A Cape Town Regional Court magistrate jailed Jerome Benjamin for 15 years, with six years suspended, for murder, theft and the attempted theft of a motor vehicle.

Benjamin, of Delft, who also goes by the name Jade September, was allegedly intoxicated at the time of the murder. He pleaded guilty to killing Flax, 65, whom he met on an internet site, in his Costa Bravo flat in Beach Road on March 3.

Benjamin admitted he fetched a bottle of whisky, hit Flax over the head while he slept and stabbed him numerous times in his neck and chest.

He then stole Flax’s laptop and BlackBerry cellphone, which he sold in the CBD to get money to buy drugs. Benjamin later handed himself over to police.

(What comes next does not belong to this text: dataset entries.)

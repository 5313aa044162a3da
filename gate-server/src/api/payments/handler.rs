//! Payments API Handlers

use axum::{
    Json,
    extract::{Query, State},
};
use serde::Deserialize;

use crate::api::PageQuery;
use crate::core::ServerState;
use crate::db::repository::{PaymentLogRepository, PlanRepository, ProductRepository};
use crate::ledger::PaymentReceipt;
use crate::utils::AppResult;
use shared::models::{PaymentLogEntry, Plan, Product};

/// Membership purchase request
#[derive(Debug, Deserialize)]
pub struct PaymentRequest {
    pub nfc_id: String,
    pub plan_id: String,
}

/// Product purchase request
#[derive(Debug, Deserialize)]
pub struct ProductPaymentRequest {
    pub nfc_id: String,
    pub product_id: String,
}

/// POST /api/payments/membership - 从余额购买/续费会籍
pub async fn pay_membership(
    State(state): State<ServerState>,
    Json(req): Json<PaymentRequest>,
) -> AppResult<Json<PaymentReceipt>> {
    let receipt = state.ledger.pay_membership(&req.nfc_id, &req.plan_id).await?;
    Ok(Json(receipt))
}

/// POST /api/payments/product - 从余额购买商品
pub async fn pay_product(
    State(state): State<ServerState>,
    Json(req): Json<ProductPaymentRequest>,
) -> AppResult<Json<PaymentReceipt>> {
    let receipt = state.ledger.pay_product(&req.nfc_id, &req.product_id).await?;
    Ok(Json(receipt))
}

/// GET /api/payments/history - 支付记录（新到旧）
pub async fn history(
    State(state): State<ServerState>,
    Query(page): Query<PageQuery>,
) -> AppResult<Json<Vec<PaymentLogEntry>>> {
    let entries = PaymentLogRepository::new(state.store.clone())
        .recent(page.limit, page.skip)
        .await?;
    Ok(Json(entries))
}

/// GET /api/payments/plans - 会籍方案目录
pub async fn list_plans(State(state): State<ServerState>) -> AppResult<Json<Vec<Plan>>> {
    let plans = PlanRepository::new(state.store.clone()).find_all().await?;
    Ok(Json(plans))
}

/// GET /api/payments/products - 商品目录
pub async fn list_products(State(state): State<ServerState>) -> AppResult<Json<Vec<Product>>> {
    let products = ProductRepository::new(state.store.clone())
        .find_all()
        .await?;
    Ok(Json(products))
}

Outside court on Tuesday, Dani Janks, a relative of Flax, said the sentencing would not bring him back.

Barbara Macdonald, a friend of Flax for 40 years, said that although Benjamin showed remorse, he still knew what he was doing on that day.

“He said he was sorry and under the influence of drugs at the time. But he still stole the laptop and cellphone.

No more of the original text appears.